Let me try to back myself out and try to figure out what it is about me that these bits of cheers and counsel meet. Reading the paragraph above, my Sagittariuses pick up on the doubtfulness, tentativeness, resistance, and hesitancy that I counter with impulsive acting out. My mind-pros insist I get to the root of those feelings, which I avoid by impulsive acting out. Reading the paragraph above, I am surprised I have any friends at all. I think I do tell a good story, and am just endearing enough that they keep me around. I am glad they do.

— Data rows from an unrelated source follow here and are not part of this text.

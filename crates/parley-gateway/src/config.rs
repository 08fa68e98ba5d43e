use std::time::Duration;

/// Gateway tunables. The server fills these from the environment.
#[derive(Debug, Clone)]
pub struct GatewayConfig {
    /// How long a connection may take to present a valid credential.
    pub handshake_timeout: Duration,
    /// Bounded outbound queue per connection. Overflow disconnects.
    pub outbound_capacity: usize,
    /// Server sends a Ping on this interval.
    pub heartbeat_interval: Duration,
    /// Consecutive missed Pongs before the connection is dropped.
    pub max_missed_heartbeats: u8,
    /// Upper bound on one history page.
    pub history_page_max: u32,
}

impl Default for GatewayConfig {
    fn default() -> Self {
        Self {
            handshake_timeout: Duration::from_secs(10),
            outbound_capacity: 256,
            heartbeat_interval: Duration::from_secs(15),
            max_missed_heartbeats: 2,
            history_page_max: 200,
        }
    }
}
use thiserror::Error;
use uuid::Uuid;

use parley_db::DbError;
use parley_types::events::ErrorCode;

/// Why a credential was not accepted.
#[derive(Debug, Clone, PartialEq, Eq, Error)]
pub enum AuthError {
    #[error("credential missing")]
    Missing,

    #[error("credential invalid")]
    Invalid,

    #[error("credential expired")]
    Expired,

    #[error("authentication timed out")]
    Timeout,
}

/// Failures at the durable store seam.
#[derive(Debug, Clone, Error)]
pub enum StoreError {
    /// A uniqueness guarantee rejected a create; the caller should re-find.
    #[error("conflicting record already exists")]
    Conflict,

    #[error("not found: {0}")]
    NotFound(String),

    #[error("rejected by store: {0}")]
    Invalid(String),

    #[error("store unavailable: {0}")]
    Unavailable(String),
}

impl From<DbError> for StoreError {
    fn from(e: DbError) -> Self {
        match e {
            DbError::Conflict => StoreError::Conflict,
            DbError::NotFound(what) => StoreError::NotFound(what),
            DbError::Invalid(why) => StoreError::Invalid(why),
            other => StoreError::Unavailable(other.to_string()),
        }
    }
}

/// Rejection of a single intent. Reported to the calling connection in its
/// acknowledgment; never tears down the connection by itself.
#[derive(Debug, Error)]
pub enum GatewayError {
    #[error("authentication failed: {0}")]
    Auth(#[from] AuthError),

    #[error("connection is not authenticated")]
    NotAuthenticated,

    #[error("connection is already authenticated")]
    AlreadyAuthenticated,

    #[error("not a member of room {0}")]
    NotAMember(Uuid),

    #[error("not found: {0}")]
    NotFound(String),

    #[error("denied: {0}")]
    Denied(String),

    #[error("invalid request: {0}")]
    InvalidIntent(String),

    #[error("store failure: {0}")]
    Store(StoreError),

    #[error("connection is closed")]
    ConnectionClosed,
}

impl From<StoreError> for GatewayError {
    fn from(e: StoreError) -> Self {
        match e {
            StoreError::NotFound(what) => GatewayError::NotFound(what),
            StoreError::Invalid(why) => GatewayError::InvalidIntent(why),
            other => GatewayError::Store(other),
        }
    }
}

impl GatewayError {
    pub fn code(&self) -> ErrorCode {
        match self {
            Self::Auth(_) => ErrorCode::AuthFailure,
            Self::NotAuthenticated => ErrorCode::NotAuthenticated,
            Self::AlreadyAuthenticated => ErrorCode::AlreadyAuthenticated,
            Self::NotAMember(_) => ErrorCode::NotAMember,
            Self::NotFound(_) => ErrorCode::NotFound,
            Self::Denied(_) => ErrorCode::Denied,
            Self::InvalidIntent(_) => ErrorCode::InvalidIntent,
            Self::Store(_) => ErrorCode::StoreFailure,
            Self::ConnectionClosed => ErrorCode::ConnectionClosed,
        }
    }
}
use chrono::{DateTime, Duration, Utc};
use rusqlite::{Connection, OptionalExtension, params};
use uuid::Uuid;

use parley_types::models::{
    Conversation, ConversationKind, ConversationSummary, Message, MessageStatus, NewConversation,
    NewMessage, ReadReceipt, direct_key,
};

use crate::models::{ConversationRow, MessageRow, ReadRow, fmt_ts, now_micros, parse_ts, parse_uuid};
use crate::{Database, DbError, Result};

const MESSAGE_COLUMNS: &str =
    "id, conversation_id, sender_id, kind, body, attachment, status, seq, created_at";

impl Database {
    // -- Conversations --

    pub fn find_direct_conversation(&self, a: Uuid, b: Uuid) -> Result<Option<Conversation>> {
        let key = direct_key(a, b);
        self.with_conn(|conn| {
            let id: Option<String> = conn
                .query_row(
                    "SELECT id FROM conversations WHERE direct_key = ?1",
                    [&key],
                    |row| row.get(0),
                )
                .optional()?;

            match id {
                Some(id) => load_conversation(conn, &id),
                None => Ok(None),
            }
        })
    }

    /// Insert a conversation and its participants in one transaction.
    /// A second direct conversation for the same pair fails with
    /// `DbError::Conflict` via the unique `direct_key`.
    pub fn create_conversation(&self, new: &NewConversation) -> Result<Conversation> {
        let id = Uuid::new_v4();
        let now = now_micros();

        let (kind, name, owner_id, key, participants) = match new {
            NewConversation::Direct { a, b } => {
                if a == b {
                    return Err(DbError::Invalid(
                        "direct conversation needs two distinct participants".into(),
                    ));
                }
                (ConversationKind::Direct, None, None, Some(direct_key(*a, *b)), vec![*a, *b])
            }
            NewConversation::Group {
                owner_id,
                name,
                participants,
            } => {
                let mut members = vec![*owner_id];
                for p in participants {
                    if !members.contains(p) {
                        members.push(*p);
                    }
                }
                if members.len() < 2 {
                    return Err(DbError::Invalid("group needs at least two participants".into()));
                }
                (ConversationKind::Group, Some(name.clone()), Some(*owner_id), None, members)
            }
        };

        self.with_conn_mut(|conn| {
            let tx = conn.transaction()?;
            tx.execute(
                "INSERT INTO conversations (id, kind, name, owner_id, direct_key, created_at)
                 VALUES (?1, ?2, ?3, ?4, ?5, ?6)",
                params![
                    id.to_string(),
                    kind.as_str(),
                    name,
                    owner_id.map(|o| o.to_string()),
                    key,
                    fmt_ts(now)
                ],
            )?;
            for p in &participants {
                tx.execute(
                    "INSERT INTO conversation_participants (conversation_id, user_id, joined_at)
                     VALUES (?1, ?2, ?3)",
                    params![id.to_string(), p.to_string(), fmt_ts(now)],
                )?;
            }
            tx.commit()?;
            Ok(())
        })?;

        Ok(Conversation {
            id,
            kind,
            name,
            owner_id,
            participants,
            last_message: None,
            created_at: now,
        })
    }

    pub fn get_conversation(&self, id: Uuid) -> Result<Option<Conversation>> {
        self.with_conn(|conn| load_conversation(conn, &id.to_string()))
    }

    /// Conversations `user_id` participates in, most recently active first.
    pub fn list_conversations(&self, user_id: Uuid) -> Result<Vec<Conversation>> {
        self.with_conn(|conn| {
            let mut stmt = conn.prepare(
                "SELECT c.id FROM conversations c
                 JOIN conversation_participants p ON p.conversation_id = c.id
                 WHERE p.user_id = ?1
                 ORDER BY COALESCE(c.last_at, c.created_at) DESC",
            )?;
            let ids = stmt
                .query_map([user_id.to_string()], |row| row.get::<_, String>(0))?
                .collect::<std::result::Result<Vec<_>, _>>()?;

            let mut conversations = Vec::with_capacity(ids.len());
            for id in ids {
                if let Some(c) = load_conversation(conn, &id)? {
                    conversations.push(c);
                }
            }
            Ok(conversations)
        })
    }

    pub fn is_participant(&self, conversation_id: Uuid, user_id: Uuid) -> Result<bool> {
        self.with_conn(|conn| {
            let found: bool = conn.query_row(
                "SELECT EXISTS(SELECT 1 FROM conversation_participants
                               WHERE conversation_id = ?1 AND user_id = ?2)",
                params![conversation_id.to_string(), user_id.to_string()],
                |row| row.get(0),
            )?;
            Ok(found)
        })
    }

    /// Add a member to a group. Returns false if they were already in it.
    pub fn add_participant(&self, conversation_id: Uuid, user_id: Uuid) -> Result<bool> {
        self.with_conn_mut(|conn| {
            let (kind, _) = conversation_kind_and_owner(conn, conversation_id)?;
            if kind != ConversationKind::Group {
                return Err(DbError::Invalid("direct conversations have fixed participants".into()));
            }
            let changed = conn.execute(
                "INSERT OR IGNORE INTO conversation_participants (conversation_id, user_id, joined_at)
                 VALUES (?1, ?2, ?3)",
                params![conversation_id.to_string(), user_id.to_string(), fmt_ts(now_micros())],
            )?;
            Ok(changed > 0)
        })
    }

    /// Remove a member from a group. The owner cannot be removed.
    pub fn remove_participant(&self, conversation_id: Uuid, user_id: Uuid) -> Result<bool> {
        self.with_conn_mut(|conn| {
            let (kind, owner) = conversation_kind_and_owner(conn, conversation_id)?;
            if kind != ConversationKind::Group {
                return Err(DbError::Invalid("direct conversations have fixed participants".into()));
            }
            if owner == Some(user_id) {
                return Err(DbError::Invalid("the group owner cannot be removed".into()));
            }
            let changed = conn.execute(
                "DELETE FROM conversation_participants WHERE conversation_id = ?1 AND user_id = ?2",
                params![conversation_id.to_string(), user_id.to_string()],
            )?;
            Ok(changed > 0)
        })
    }

    /// Overwrite the last-message summary unless a newer one is already
    /// recorded.
    pub fn update_conversation_summary(
        &self,
        conversation_id: Uuid,
        summary: &ConversationSummary,
    ) -> Result<()> {
        self.with_conn_mut(|conn| {
            let at = fmt_ts(summary.sent_at);
            let changed = conn.execute(
                "UPDATE conversations
                 SET last_preview = ?2, last_sender_id = ?3, last_kind = ?4, last_at = ?5
                 WHERE id = ?1 AND (last_at IS NULL OR last_at <= ?5)",
                params![
                    conversation_id.to_string(),
                    summary.preview,
                    summary.sender_id.to_string(),
                    summary.kind.as_str(),
                    at
                ],
            )?;
            if changed == 0 {
                conversation_kind_and_owner(conn, conversation_id)?;
            }
            Ok(())
        })
    }

    // -- Messages --

    /// Append a message, assigning its id, its position and a creation
    /// timestamp strictly later than the previous message in the same
    /// conversation.
    pub fn append_message(&self, new: &NewMessage) -> Result<Message> {
        let id = Uuid::new_v4();
        let cid = new.conversation_id.to_string();
        let attachment = new
            .content
            .attachment
            .as_ref()
            .map(serde_json::to_string)
            .transpose()
            .map_err(|e| DbError::Invalid(format!("attachment: {}", e)))?;

        let (seq, created_at) = self.with_conn_mut(|conn| {
            let tx = conn.transaction()?;

            let exists: bool = tx.query_row(
                "SELECT EXISTS(SELECT 1 FROM conversations WHERE id = ?1)",
                [&cid],
                |row| row.get(0),
            )?;
            if !exists {
                return Err(DbError::NotFound(format!("conversation {}", cid)));
            }

            let last: Option<(i64, String)> = tx
                .query_row(
                    "SELECT seq, created_at FROM messages
                     WHERE conversation_id = ?1 ORDER BY seq DESC LIMIT 1",
                    [&cid],
                    |row| Ok((row.get(0)?, row.get(1)?)),
                )
                .optional()?;

            let mut created_at = now_micros();
            let seq = match last {
                Some((last_seq, last_at)) => {
                    let last_at = parse_ts(&last_at)?;
                    if created_at <= last_at {
                        created_at = last_at + Duration::microseconds(1);
                    }
                    last_seq + 1
                }
                None => 1,
            };

            tx.execute(
                "INSERT INTO messages (id, conversation_id, sender_id, kind, body, attachment, status, seq, created_at)
                 VALUES (?1, ?2, ?3, ?4, ?5, ?6, ?7, ?8, ?9)",
                params![
                    id.to_string(),
                    cid,
                    new.sender_id.to_string(),
                    new.kind.as_str(),
                    new.content.text,
                    attachment,
                    MessageStatus::Sent.rank(),
                    seq,
                    fmt_ts(created_at)
                ],
            )?;
            tx.commit()?;
            Ok((seq, created_at))
        })?;

        Ok(Message {
            id,
            conversation_id: new.conversation_id,
            sender_id: new.sender_id,
            kind: new.kind,
            content: new.content.clone(),
            status: MessageStatus::Sent,
            seq,
            created_at,
            read_by: vec![],
        })
    }

    pub fn get_message(&self, id: Uuid) -> Result<Option<Message>> {
        self.with_conn(|conn| {
            let row = conn
                .query_row(
                    &format!("SELECT {} FROM messages WHERE id = ?1", MESSAGE_COLUMNS),
                    [id.to_string()],
                    message_row,
                )
                .optional()?;

            let Some(row) = row else {
                return Ok(None);
            };
            let reads = query_reads(conn, std::slice::from_ref(&row.id))?;
            let receipts = reads
                .into_iter()
                .map(ReadRow::into_receipt)
                .collect::<Result<Vec<_>>>()?;
            row.into_message(receipts).map(Some)
        })
    }

    /// A page of messages, newest first. `before` is an exclusive
    /// `created_at` cursor.
    pub fn list_messages(
        &self,
        conversation_id: Uuid,
        before: Option<DateTime<Utc>>,
        limit: u32,
    ) -> Result<Vec<Message>> {
        self.with_conn(|conn| {
            let mut stmt = conn.prepare(&format!(
                "SELECT {} FROM messages
                 WHERE conversation_id = ?1 AND (?2 IS NULL OR created_at < ?2)
                 ORDER BY seq DESC
                 LIMIT ?3",
                MESSAGE_COLUMNS
            ))?;
            let rows = stmt
                .query_map(
                    params![conversation_id.to_string(), before.map(fmt_ts), limit],
                    message_row,
                )?
                .collect::<std::result::Result<Vec<_>, _>>()?;

            let ids: Vec<String> = rows.iter().map(|r| r.id.clone()).collect();
            let mut reads_by_message: std::collections::HashMap<String, Vec<ReadReceipt>> =
                std::collections::HashMap::new();
            for r in query_reads(conn, &ids)? {
                let message_id = r.message_id.clone();
                reads_by_message
                    .entry(message_id)
                    .or_default()
                    .push(r.into_receipt()?);
            }

            rows.into_iter()
                .map(|row| {
                    let receipts = reads_by_message.remove(&row.id).unwrap_or_default();
                    row.into_message(receipts)
                })
                .collect()
        })
    }

    /// Advance a message's status. Never moves backwards: returns false when
    /// the stored status is already at or past `status`.
    pub fn update_message_status(&self, id: Uuid, status: MessageStatus) -> Result<bool> {
        self.with_conn_mut(|conn| {
            let changed = conn.execute(
                "UPDATE messages SET status = ?2 WHERE id = ?1 AND status < ?2",
                params![id.to_string(), status.rank()],
            )?;
            if changed == 0 {
                ensure_message(conn, id)?;
            }
            Ok(changed > 0)
        })
    }

    /// Record that `user_id` read the message. Returns false if they already
    /// had; the first read time is kept.
    pub fn append_reader(&self, id: Uuid, user_id: Uuid, read_at: DateTime<Utc>) -> Result<bool> {
        self.with_conn_mut(|conn| {
            ensure_message(conn, id)?;
            let changed = conn.execute(
                "INSERT OR IGNORE INTO message_reads (message_id, user_id, read_at) VALUES (?1, ?2, ?3)",
                params![id.to_string(), user_id.to_string(), fmt_ts(read_at)],
            )?;
            Ok(changed > 0)
        })
    }

    /// Mark every still-`Sent` message addressed to `recipient_id` in a
    /// direct conversation as delivered. Returns how many advanced.
    pub fn deliver_pending(&self, conversation_id: Uuid, recipient_id: Uuid) -> Result<usize> {
        self.with_conn_mut(|conn| {
            let changed = conn.execute(
                "UPDATE messages SET status = ?3
                 WHERE conversation_id = ?1 AND sender_id != ?2 AND status < ?3
                   AND conversation_id IN (SELECT id FROM conversations WHERE kind = 'direct')",
                params![
                    conversation_id.to_string(),
                    recipient_id.to_string(),
                    MessageStatus::Delivered.rank()
                ],
            )?;
            Ok(changed)
        })
    }
}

What does any of this have to do with the topic, writing? Well, that’s mostly what I am doubtful, tentative, resistant, and hesitant about. And that is not a good thing, since I really, really need and truly want to be writing. Lately I’ve had the thought that even though I am a professor, I don’t have anything that I want to especially profess. That’s kind of like being on the Island of Misfit Toys. It is not that I don’t feel worthy or lack confidence; I have friends who have those issues as demons. I feel plenty worthy and confident. I think I haven’t found my joy, my bliss in it yet. I don’t think I’ve found a way, even after over a dozen years of being in the academy in one way or another, to do this job, this work, joyfully. And I truly believe it can and should approached and engaged with joy. So, joyfully onward today. My day, my work, my terms. My bliss.